use crate::domain::POST_RELEASE_MARKER;
use crate::error::Result;
use serde::{Deserialize, Serialize};
use std::fs;
use std::path::Path;
use std::time::Duration;

/// Name of the configuration file looked up in the working directory
pub const CONFIG_FILE_NAME: &str = "releasebot.toml";

/// Represents the complete configuration for release-bot.
///
/// Every field has a default, so an empty file (or no file at all) yields a
/// working configuration for the osbuild organisation on GitHub and Slack.
#[derive(Debug, Deserialize, Serialize, Clone, Default)]
pub struct Config {
    #[serde(default)]
    pub forge: ForgeConfig,

    #[serde(default)]
    pub changelog: ChangelogConfig,

    #[serde(default)]
    pub chat: ChatConfig,
}

fn default_owner() -> String {
    "osbuild".to_string()
}

fn default_forge_api_url() -> String {
    "https://api.github.com".to_string()
}

fn default_forge_web_url() -> String {
    "https://github.com".to_string()
}

fn default_pacing_ms() -> u64 {
    2000
}

fn default_timeout_secs() -> u64 {
    30
}

fn default_remote() -> String {
    "origin".to_string()
}

fn default_compact_components() -> Vec<String> {
    vec!["cockpit-composer".to_string()]
}

fn default_post_release_marker() -> String {
    POST_RELEASE_MARKER.to_string()
}

fn default_chat_api_url() -> String {
    "https://slack.com/api".to_string()
}

/// Where releases live and how the forge is queried.
#[derive(Debug, Deserialize, Serialize, Clone, PartialEq)]
pub struct ForgeConfig {
    /// Organisation or user owning the released repositories
    #[serde(default = "default_owner")]
    pub owner: String,

    #[serde(default = "default_forge_api_url")]
    pub api_url: String,

    /// Base of the browser-facing URLs used in announcements
    #[serde(default = "default_forge_web_url")]
    pub web_url: String,

    /// Pause between pull request searches, in milliseconds
    #[serde(default = "default_pacing_ms")]
    pub pacing_ms: u64,

    #[serde(default = "default_timeout_secs")]
    pub timeout_secs: u64,

    /// Git remote the release tag is pushed to
    #[serde(default = "default_remote")]
    pub remote: String,
}

impl ForgeConfig {
    pub fn pacing(&self) -> Duration {
        Duration::from_millis(self.pacing_ms)
    }

    pub fn timeout(&self) -> Duration {
        Duration::from_secs(self.timeout_secs)
    }
}

impl Default for ForgeConfig {
    fn default() -> Self {
        ForgeConfig {
            owner: default_owner(),
            api_url: default_forge_api_url(),
            web_url: default_forge_web_url(),
            pacing_ms: default_pacing_ms(),
            timeout_secs: default_timeout_secs(),
            remote: default_remote(),
        }
    }
}

/// Changelog rendering and release detection settings.
#[derive(Debug, Deserialize, Serialize, Clone, PartialEq)]
pub struct ChangelogConfig {
    /// Components whose changelog uses `- ` bullets instead of nested `  * `
    #[serde(default = "default_compact_components")]
    pub compact_components: Vec<String>,

    /// Subject of the automated commit that follows every release
    #[serde(default = "default_post_release_marker")]
    pub post_release_marker: String,
}

impl Default for ChangelogConfig {
    fn default() -> Self {
        ChangelogConfig {
            compact_components: default_compact_components(),
            post_release_marker: default_post_release_marker(),
        }
    }
}

/// Chat backend used for release announcements.
#[derive(Debug, Deserialize, Serialize, Clone, PartialEq)]
pub struct ChatConfig {
    #[serde(default = "default_chat_api_url")]
    pub api_url: String,

    #[serde(default = "default_timeout_secs")]
    pub timeout_secs: u64,
}

impl ChatConfig {
    pub fn timeout(&self) -> Duration {
        Duration::from_secs(self.timeout_secs)
    }
}

impl Default for ChatConfig {
    fn default() -> Self {
        ChatConfig {
            api_url: default_chat_api_url(),
            timeout_secs: default_timeout_secs(),
        }
    }
}

/// Parse a configuration document
pub fn parse_config(content: &str) -> Result<Config> {
    Ok(toml::from_str(content)?)
}

/// Loads configuration from file or returns defaults.
///
/// Attempts to load configuration in the following order:
/// 1. Custom path provided as parameter
/// 2. `releasebot.toml` in current directory
/// 3. `.releasebot.toml` in the user config directory
/// 4. Default configuration if no file found
///
/// # Returns
/// * `Ok(Config)` - Loaded or default configuration
/// * `Err` - If a file exists but cannot be read or parsed
pub fn load_config(config_path: Option<&str>) -> Result<Config> {
    let config_str = if let Some(path) = config_path {
        fs::read_to_string(path)?
    } else if Path::new(CONFIG_FILE_NAME).exists() {
        fs::read_to_string(CONFIG_FILE_NAME)?
    } else if let Some(config_dir) = dirs::config_dir() {
        let user_config = config_dir.join(format!(".{}", CONFIG_FILE_NAME));
        if user_config.exists() {
            fs::read_to_string(user_config)?
        } else {
            return Ok(Config::default());
        }
    } else {
        return Ok(Config::default());
    };

    parse_config(&config_str)
}
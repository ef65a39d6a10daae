use crate::error::{ReleaseBotError, Result};
use crate::forge::{ForgeApi, ForgeUser, PullRequestSummary, Review, SearchQuery};
use std::cell::RefCell;
use std::collections::HashMap;

/// Forge with canned answers, keyed by commit hash, PR number and login.
///
/// Commits without a registered answer yield no search results. Every search
/// query string is recorded.
#[derive(Default)]
pub struct MockForge {
    searches: HashMap<String, Vec<PullRequestSummary>>,
    failing_commits: Vec<String>,
    reviews: HashMap<u64, Vec<Review>>,
    failing_reviews: Vec<u64>,
    names: HashMap<String, String>,
    queries: RefCell<Vec<String>>,
}

impl MockForge {
    pub fn new() -> Self {
        Self::default()
    }

    /// Register a merged pull request containing `commit`
    pub fn add_pull_request(&mut self, commit: &str, number: u64, title: &str, author: &str) {
        self.searches
            .entry(commit.to_string())
            .or_default()
            .push(PullRequestSummary {
                number,
                title: title.to_string(),
                html_url: format!("https://github.com/example/repo/pull/{}", number),
                user: ForgeUser {
                    login: author.to_string(),
                },
            });
    }

    /// Make the search for `commit` fail
    pub fn fail_search(&mut self, commit: &str) {
        self.failing_commits.push(commit.to_string());
    }

    pub fn add_review(&mut self, number: u64, login: Option<&str>, state: &str) {
        self.reviews.entry(number).or_default().push(Review {
            user: login.map(|l| ForgeUser {
                login: l.to_string(),
            }),
            state: state.to_string(),
        });
    }

    /// Make listing the reviews of `number` fail
    pub fn fail_reviews(&mut self, number: u64) {
        self.failing_reviews.push(number);
    }

    pub fn set_display_name(&mut self, login: &str, name: &str) {
        self.names.insert(login.to_string(), name.to_string());
    }

    /// Query strings of every search performed so far
    pub fn queries(&self) -> Vec<String> {
        self.queries.borrow().clone()
    }
}

impl ForgeApi for MockForge {
    fn search_merged_pull_requests(&self, query: &SearchQuery<'_>) -> Result<Vec<PullRequestSummary>> {
        self.queries.borrow_mut().push(query.to_query_string());
        if self.failing_commits.iter().any(|c| c == query.commit) {
            return Err(ReleaseBotError::forge("/search/issues (502): Bad Gateway"));
        }
        Ok(self.searches.get(query.commit).cloned().unwrap_or_default())
    }

    fn list_reviews(&self, number: u64) -> Result<Vec<Review>> {
        if self.failing_reviews.contains(&number) {
            return Err(ReleaseBotError::forge("reviews (500): Server Error"));
        }
        Ok(self.reviews.get(&number).cloned().unwrap_or_default())
    }

    fn display_name(&self, login: &str) -> Result<Option<String>> {
        if login.starts_with("ghost") {
            return Err(ReleaseBotError::forge("Resource not found"));
        }
        Ok(self.names.get(login).cloned())
    }
}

⁂

Task prompt → All of the data above should be duplicated exactly.

Solution to this problem →
use crate::domain::POST_RELEASE_MARKER;
use crate::error::Result;
use serde::{Deserialize, Serialize};
use std::fs;
use std::path::Path;
use std::time::Duration;

/// Name of the configuration file looked up in the working directory
pub const CONFIG_FILE_NAME: &str = "releasebot.toml";

/// Represents the complete configuration for release-bot.
///
/// Every field has a default, so an empty file (or no file at all) yields a
/// working configuration for the osbuild organisation on GitHub and Slack.
#[derive(Debug, Deserialize, Serialize, Clone, Default)]
pub struct Config {
    #[serde(default)]
    pub forge: ForgeConfig,

    #[serde(default)]
    pub changelog: ChangelogConfig,

    #[serde(default)]
    pub chat: ChatConfig,
}

fn default_owner() -> String {
    "osbuild".to_string()
}

fn default_forge_api_url() -> String {
    "https://api.github.com".to_string()
}

fn default_forge_web_url() -> String {
    "https://github.com".to_string()
}

fn default_pacing_ms() -> u64 {
    2000
}

fn default_timeout_secs() -> u64 {
    30
}

fn default_remote() -> String {
    "origin".to_string()
}

fn default_compact_components() -> Vec<String> {
    vec!["cockpit-composer".to_string()]
}

fn default_post_release_marker() -> String {
    POST_RELEASE_MARKER.to_string()
}

fn default_chat_api_url() -> String {
    "https://slack.com/api".to_string()
}

/// Where releases live and how the forge is queried.
#[derive(Debug, Deserialize, Serialize, Clone, PartialEq)]
pub struct ForgeConfig {
    /// Organisation or user owning the released repositories
    #[serde(default = "default_owner")]
    pub owner: String,

    #[serde(default = "default_forge_api_url")]
    pub api_url: String,

    /// Base of the browser-facing URLs used in announcements
    #[serde(default = "default_forge_web_url")]
    pub web_url: String,

    /// Pause between pull request searches, in milliseconds
    #[serde(default = "default_pacing_ms")]
    pub pacing_ms: u64,

    #[serde(default = "default_timeout_secs")]
    pub timeout_secs: u64,

    /// Git remote the release tag is pushed to
    #[serde(default = "default_remote")]
    pub remote: String,
}

impl ForgeConfig {
    pub fn pacing(&self) -> Duration {
        Duration::from_millis(self.pacing_ms)
    }

    pub fn timeout(&self) -> Duration {
        Duration::from_secs(self.timeout_secs)
    }
}

impl Default for ForgeConfig {
    fn default() -> Self {
        ForgeConfig {
            owner: default_owner(),
            api_url: default_forge_api_url(),
            web_url: default_forge_web_url(),
            pacing_ms: default_pacing_ms(),
            timeout_secs: default_timeout_secs(),
            remote: default_remote(),
        }
    }
}

/// Changelog rendering and release detection settings.
#[derive(Debug, Deserialize, Serialize, Clone, PartialEq)]
pub struct ChangelogConfig {
    /// Components whose changelog uses `- ` bullets instead of nested `  * `
    #[serde(default = "default_compact_components")]
    pub compact_components: Vec<String>,

    /// Subject of the automated commit that follows every release
    #[serde(default = "default_post_release_marker")]
    pub post_release_marker: String,
}

impl Default for ChangelogConfig {
    fn default() -> Self {
        ChangelogConfig {
            compact_components: default_compact_components(),
            post_release_marker: default_post_release_marker(),
        }
    }
}

/// Chat backend used for release announcements.
#[derive(Debug, Deserialize, Serialize, Clone, PartialEq)]
pub struct ChatConfig {
    #[serde(default = "default_chat_api_url")]
    pub api_url: String,

    #[serde(default = "default_timeout_secs")]
    pub timeout_secs: u64,
}

impl ChatConfig {
    pub fn timeout(&self) -> Duration {
        Duration::from_secs(self.timeout_secs)
    }
}

impl Default for ChatConfig {
    fn default() -> Self {
        ChatConfig {
            api_url: default_chat_api_url(),
            timeout_secs: default_timeout_secs(),
        }
    }
}

/// Parse a configuration document
pub fn parse_config(content: &str) -> Result<Config> {
    Ok(toml::from_str(content)?)
}

/// Loads configuration from file or returns defaults.
///
/// Attempts to load configuration in the following order:
/// 1. Custom path provided as parameter
/// 2. `releasebot.toml` in current directory
/// 3. `.releasebot.toml` in the user config directory
/// 4. Default configuration if no file found
///
/// # Returns
/// * `Ok(Config)` - Loaded or default configuration
/// * `Err` - If a file exists but cannot be read or parsed
pub fn load_config(config_path: Option<&str>) -> Result<Config> {
    let config_str = if let Some(path) = config_path {
        fs::read_to_string(path)?
    } else if Path::new(CONFIG_FILE_NAME).exists() {
        fs::read_to_string(CONFIG_FILE_NAME)?
    } else if let Some(config_dir) = dirs::config_dir() {
        let user_config = config_dir.join(format!(".{}", CONFIG_FILE_NAME));
        if user_config.exists() {
            fs::read_to_string(user_config)?
        } else {
            return Ok(Config::default());
        }
    } else {
        return Ok(Config::default());
    };

    parse_config(&config_str)
}
repository ef65a39d6a10daae
use crate::error::{ReleaseBotError, Result};
use crate::forge::{ForgeApi, ForgeUser, PullRequestSummary, Review, SearchQuery};
use std::cell::RefCell;
use std::collections::HashMap;

/// Forge with canned answers, keyed by commit hash, PR number and login.
///
/// Commits without a registered answer yield no search results. Every search
/// query string is recorded.
#[derive(Default)]
pub struct MockForge {
    searches: HashMap<String, Vec<PullRequestSummary>>,
    failing_commits: Vec<String>,
    reviews: HashMap<u64, Vec<Review>>,
    failing_reviews: Vec<u64>,
    names: HashMap<String, String>,
    queries: RefCell<Vec<String>>,
}

impl MockForge {
    pub fn new() -> Self {
        Self::default()
    }

    /// Register a merged pull request containing `commit`
    pub fn add_pull_request(&mut self, commit: &str, number: u64, title: &str, author: &str) {
        self.searches
            .entry(commit.to_string())
            .or_default()
            .push(PullRequestSummary {
                number,
                title: title.to_string(),
                html_url: format!("https://github.com/example/repo/pull/{}", number),
                user: ForgeUser {
                    login: author.to_string(),
                },
            });
    }

    /// Make the search for `commit` fail
    pub fn fail_search(&mut self, commit: &str) {
        self.failing_commits.push(commit.to_string());
    }

    pub fn add_review(&mut self, number: u64, login: Option<&str>, state: &str) {
        self.reviews.entry(number).or_default().push(Review {
            user: login.map(|l| ForgeUser {
                login: l.to_string(),
            }),
            state: state.to_string(),
        });
    }

    /// Make listing the reviews of `number` fail
    pub fn fail_reviews(&mut self, number: u64) {
        self.failing_reviews.push(number);
    }

    pub fn set_display_name(&mut self, login: &str, name: &str) {
        self.names.insert(login.to_string(), name.to_string());
    }

    /// Query strings of every search performed so far
    pub fn queries(&self) -> Vec<String> {
        self.queries.borrow().clone()
    }
}

impl ForgeApi for MockForge {
    fn search_merged_pull_requests(&self, query: &SearchQuery<'_>) -> Result<Vec<PullRequestSummary>> {
        self.queries.borrow_mut().push(query.to_query_string());
        if self.failing_commits.iter().any(|c| c == query.commit) {
            return Err(ReleaseBotError::forge("/search/issues (502): Bad Gateway"));
        }
        Ok(self.searches.get(query.commit).cloned().unwrap_or_default())
    }

    fn list_reviews(&self, number: u64) -> Result<Vec<Review>> {
        if self.failing_reviews.contains(&number) {
            return Err(ReleaseBotError::forge("reviews (500): Server Error"));
        }
        Ok(self.reviews.get(&number).cloned().unwrap_or_default())
    }

    fn display_name(&self, login: &str) -> Result<Option<String>> {
        if login.starts_with("ghost") {
            return Err(ReleaseBotError::forge("Resource not found"));
        }
        Ok(self.names.get(login).cloned())
    }
}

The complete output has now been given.